- Directed by: Rickard Petrelius
- Screenplay by: Björn Carlström Mårten Skogman Stefan Thunberg
- Based on: Münsters fall by Håkan Nesser
- Produced by: Jan Marnell
- Starring: Sven Wollter Thomas Hanzon Eva Rexed
- Cinematography: Rolf Lindström
- Edited by: Jan-Olof Svarvar
- Music by: Stefan Nilsson
- Production company: AB Svensk Filmindustri
- Release date: 14 December 2005 (Sweden);
- Running time: 90 minutes
- Country: Sweden
- Language: Swedish

= Münsters fall =

2005 film by Rickard Petrelius

Münsters fall, also released as Van Veeteren – Münsters fall, is a 2005 Swedish crime thriller film directed by Rickard Petrelius.

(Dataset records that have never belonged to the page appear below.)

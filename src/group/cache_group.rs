//! Cache Group Module
//!
//! A named cache that loads missing values through peers or its loader.

use std::fmt;
use std::sync::{Arc, OnceLock};

use tracing::{debug, info, warn};

use crate::cache::{ByteView, CacheStats, CacheStore, GroupStats};
use crate::error::{CacheError, Result};
use crate::group::{Loader, PeerGetter, PeerPicker};

// == Group ==
/// A named cache namespace with its own loader and byte budget.
///
/// Lookup order for a key: local cache, then the peer picked for it (if any),
/// then the loader. Only loader results are stored locally.
pub struct Group {
    name: String,
    loader: Arc<dyn Loader>,
    main_cache: CacheStore,
    peers: OnceLock<Arc<dyn PeerPicker>>,
    stats: GroupStats,
}

impl Group {
    // == Constructor ==
    /// Creates a group.
    ///
    /// # Arguments
    /// * `name` - Non-empty group name
    /// * `cache_bytes` - Byte budget of the local cache, 0 = unbounded
    /// * `loader` - Source of values on a miss
    ///
    /// # Errors
    /// Returns [`CacheError::Config`] if the name is empty or no loader is given.
    pub fn new(
        name: impl Into<String>,
        cache_bytes: usize,
        loader: Option<Arc<dyn Loader>>,
    ) -> Result<Self> {
        let name = name.into();
        if name.is_empty() {
            return Err(CacheError::Config("group name is required".to_string()));
        }
        let loader = loader.ok_or_else(|| {
            CacheError::Config(format!("group '{}' has no loader", name))
        })?;

        Ok(Self {
            name,
            loader,
            main_cache: CacheStore::new(cache_bytes),
            peers: OnceLock::new(),
            stats: GroupStats::new(),
        })
    }

    pub fn name(&self) -> &str {
        &self.name
    }

    // == Register Peers ==
    /// Attaches the peer picker. Must happen before the group serves traffic.
    ///
    /// # Errors
    /// Returns [`CacheError::Config`] on a second call; the first picker stays.
    pub fn register_peers(&self, peers: Arc<dyn PeerPicker>) -> Result<()> {
        self.peers.set(peers).map_err(|_| {
            CacheError::Config(format!(
                "peers registered more than once for group '{}'",
                self.name
            ))
        })?;
        info!(group = %self.name, "registered peer picker");
        Ok(())
    }

    // == Get ==
    /// Returns the value for `key`, loading it on a miss.
    ///
    /// # Errors
    /// - [`CacheError::InvalidKey`] for an empty key, before any lookup
    /// - [`CacheError::Loader`] with the loader's own error if loading fails
    pub fn get(&self, key: &str) -> Result<ByteView> {
        if key.is_empty() {
            return Err(CacheError::InvalidKey);
        }
        self.stats.record_get();

        if let Some(value) = self.main_cache.get(key) {
            self.stats.record_hit();
            debug!(group = %self.name, key, "cache hit");
            return Ok(value);
        }

        self.load(key)
    }

    fn load(&self, key: &str) -> Result<ByteView> {
        if let Some(peer) = self.peers.get().and_then(|peers| peers.pick_peer(key)) {
            match self.get_from_peer(peer.as_ref(), key) {
                Ok(value) => {
                    self.stats.record_peer_load();
                    return Ok(value);
                }
                Err(err) => {
                    self.stats.record_peer_error();
                    warn!(group = %self.name, key, error = %err, "failed to get from peer");
                }
            }
        }

        self.get_locally(key)
    }

    fn get_locally(&self, key: &str) -> Result<ByteView> {
        let bytes = self.loader.get(key).map_err(|err| {
            self.stats.record_local_load_error();
            CacheError::Loader(err)
        })?;
        self.stats.record_local_load();
        debug!(group = %self.name, key, bytes = bytes.len(), "loaded locally");

        let value = ByteView::copy_from(&bytes);
        self.populate_cache(key, value.clone());
        Ok(value)
    }

    fn get_from_peer(&self, peer: &dyn PeerGetter, key: &str) -> anyhow::Result<ByteView> {
        let bytes = peer.get(&self.name, key)?;
        Ok(ByteView::from(bytes))
    }

    fn populate_cache(&self, key: &str, value: ByteView) {
        self.main_cache.add(key, value);
    }

    // == Stats ==
    /// Returns a snapshot of this group's statistics.
    pub fn stats(&self) -> CacheStats {
        self.stats.snapshot(
            self.main_cache.evictions(),
            self.main_cache.len(),
            self.main_cache.used_bytes(),
        )
    }

    pub fn cache_bytes(&self) -> usize {
        self.main_cache.cache_bytes()
    }
}

impl fmt::Debug for Group {
    fn fmt(&self, f: &mut fmt::Formatter<'_>) -> fmt::Result {
        f.debug_struct("Group")
            .field("name", &self.name)
            .field("main_cache", &self.main_cache)
            .field("has_peers", &self.peers.get().is_some())
            .finish()
    }
}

It is based on Håkan Nesser's novel Münsters fall, part of the Inspector Van Veeteren series, and stars Sven Wollter, Thomas Hanzon and Eva Rexed.

== Premise ==
After wealthy wine merchant Waldemar Leverkuhn is killed, Münster leads the investigation while the retired Van Veeteren remains involved in the case.

== Release ==
The film was released direct to video in Sweden, with a Swedish DVD premiere on 14 December 2005.

== Reception ==
Filmdienst described the film as the second crime film in a six-part series of adaptations of Nesser's Van Veeteren novels. TV Spielfilm gave the film a positive editorial rating and wrote that, after a slow start, it developed more tension and a stronger profile than the previous instalment. Daniel Hofverberg of Dubbningshemsidan reviewed the film as well made and watchable, but also described it as a conventional crime drama.